エネ研 再稼働なしケースの場合 来夏にはGDP5.6%減

日本エネルギー経済研究所計量分析ユニット需給分析・予測グループは7月28日、2011年度および2012年度の「短期エネルギー需給見通し」を発表した。原子力発電については、(1)定期点検などにより現在停止中の原子力発電所が2011年9月以降に順次再稼働する「9月再稼働ケース」(2)定期点検などにより現在停止中の原子力発電所および今後定期点検入りする原子力発電所が再稼働しない「再稼働なしケース」――の2つのケースを想定している。

2011年度の1次エネルギー国内供給は震災や節電の影響を受けて、生産活動や経済が落ち込むことから、前年度比3.8%減となるが、2012年度には、震災からの復興により生産活動や経済の回復が見込まれるとし、同2.6%前後の伸びに回復すると見通している。

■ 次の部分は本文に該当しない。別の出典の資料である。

//! Credentials and the authorization seam.
//!
//! An [`Authorizer`] produces a [`Credential`] for a set of scopes, or `None`
//! when the user declined. The session races it against a timeout and
//! persists the result in a [`CredentialStore`].

use crate::Result;
use async_trait::async_trait;
use chrono::{DateTime, Utc};
use gas_fs::{ConfigStore, io};
use serde::{Deserialize, Serialize};
use std::path::{Path, PathBuf};

/// Scopes needed to manage projects, versions and deployments.
pub const DEFAULT_SCOPES: &[&str] = &[
    "https://www.googleapis.com/auth/script.projects",
    "https://www.googleapis.com/auth/script.deployments",
    "https://www.googleapis.com/auth/drive",
    "https://www.googleapis.com/auth/userinfo.email",
];

/// Environment variable read by [`TokenAuthorizer`].
pub const ACCESS_TOKEN_ENV: &str = "GAS_ACCESS_TOKEN";

const TOKEN_FILE: &str = "token.json";

/// An OAuth access token and what it was granted for.
#[derive(Debug, Clone, PartialEq, Eq, Serialize, Deserialize)]
pub struct Credential {
    pub access_token: String,
    #[serde(default, skip_serializing_if = "Option::is_none")]
    pub refresh_token: Option<String>,
    #[serde(default, skip_serializing_if = "Option::is_none")]
    pub expires_at: Option<DateTime<Utc>>,
    #[serde(default)]
    pub scopes: Vec<String>,
}

impl Credential {
    pub fn new(access_token: impl Into<String>) -> Self {
        Self {
            access_token: access_token.into(),
            refresh_token: None,
            expires_at: None,
            scopes: Vec::new(),
        }
    }

    pub fn with_scopes(mut self, scopes: &[String]) -> Self {
        self.scopes = scopes.to_vec();
        self
    }

    pub fn with_expiry(mut self, expires_at: DateTime<Utc>) -> Self {
        self.expires_at = Some(expires_at);
        self
    }

    /// A credential without an expiry never expires.
    pub fn is_expired(&self, now: DateTime<Utc>) -> bool {
        self.expires_at.is_some_and(|at| at <= now)
    }

    /// Whether every scope in `scopes` was granted.
    pub fn covers(&self, scopes: &[String]) -> bool {
        scopes.iter().all(|s| self.scopes.contains(s))
    }
}

/// Persists the credential as `token.json` inside a directory.
#[derive(Debug, Clone)]
pub struct CredentialStore {
    dir: PathBuf,
    config: ConfigStore,
}

impl CredentialStore {
    pub fn new(dir: impl Into<PathBuf>) -> Self {
        Self {
            dir: dir.into(),
            config: ConfigStore::new(),
        }
    }

    pub fn dir(&self) -> &Path {
        &self.dir
    }

    fn token_path(&self) -> PathBuf {
        self.dir.join(TOKEN_FILE)
    }

    pub fn load(&self) -> Result<Option<Credential>> {
        Ok(self.config.load_optional(&self.token_path())?)
    }

    pub fn save(&self, credential: &Credential) -> Result<()> {
        self.config.save(&self.token_path(), credential)?;
        tracing::debug!(dir = %self.dir.display(), "Credential stored");
        Ok(())
    }

    /// Remove the whole credential directory.
    pub fn clear(&self) -> Result<()> {
        io::remove_dir_if_exists(&self.dir)?;
        tracing::debug!(dir = %self.dir.display(), "Credential store cleared");
        Ok(())
    }
}

/// Obtains a credential for the given scopes.
///
/// `Ok(None)` means the flow finished without granting access.
#[async_trait]
pub trait Authorizer: Send + Sync {
    async fn authorize(&self, scopes: &[String]) -> Result<Option<Credential>>;
}

/// Non-interactive authorizer.
///
/// Reuses a stored, unexpired credential covering the scopes; otherwise
/// takes an access token from `GAS_ACCESS_TOKEN`.
#[derive(Debug, Clone)]
pub struct TokenAuthorizer {
    store: CredentialStore,
    env_var: String,
}

impl TokenAuthorizer {
    pub fn new(store: CredentialStore) -> Self {
        Self {
            store,
            env_var: ACCESS_TOKEN_ENV.to_string(),
        }
    }

    /// Read the token from `env_var` instead of `GAS_ACCESS_TOKEN`.
    pub fn with_env_var(mut self, env_var: impl Into<String>) -> Self {
        self.env_var = env_var.into();
        self
    }
}

#[async_trait]
impl Authorizer for TokenAuthorizer {
    async fn authorize(&self, scopes: &[String]) -> Result<Option<Credential>> {
        if let Some(stored) = self.store.load()?
            && !stored.is_expired(Utc::now())
            && stored.covers(scopes)
        {
            tracing::debug!("Using stored credential");
            return Ok(Some(stored));
        }

        match std::env::var(&self.env_var) {
            Ok(token) if !token.trim().is_empty() => {
                tracing::debug!(var = %self.env_var, "Using access token from environment");
                Ok(Some(Credential::new(token.trim()).with_scopes(scopes)))
            }
            _ => Ok(None),
        }
    }
}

エネルギー起源のCO排出量については、9月再稼働ケースの場合、2011年度は原子力発電の稼働率低下に伴い火力発電の割合が高まるものの、エネルギー消費の減少に伴い前年度比1.2%減を見込んでおり、2012年度には再稼働による設備利用率の向上や新規プラントの運転開始を見込むものの、生産活動や経済の回復にともなうエネルギー消費量増加で同1.8%増となる。

一方、再稼働なしケースでは、2011年度には原子力発電所が順次停止していくことに伴う化石燃料消費量の増加で同3.2%増となり、2012年度には原子力発電所が全基停止するために発電用の化石燃料消費量が大幅に増加することから同9.3%増を見込んでいる。

再稼働なしケースでは、2012年度夏期に既存の火力発電をフル稼働させても最大電力需要に対して7.8%の供給不足が生じる。このことにより、2012年度夏期の実質GDPへの影響は、供給不足がない場合に比べて5.6%(7.7兆円)の減少になるとしている。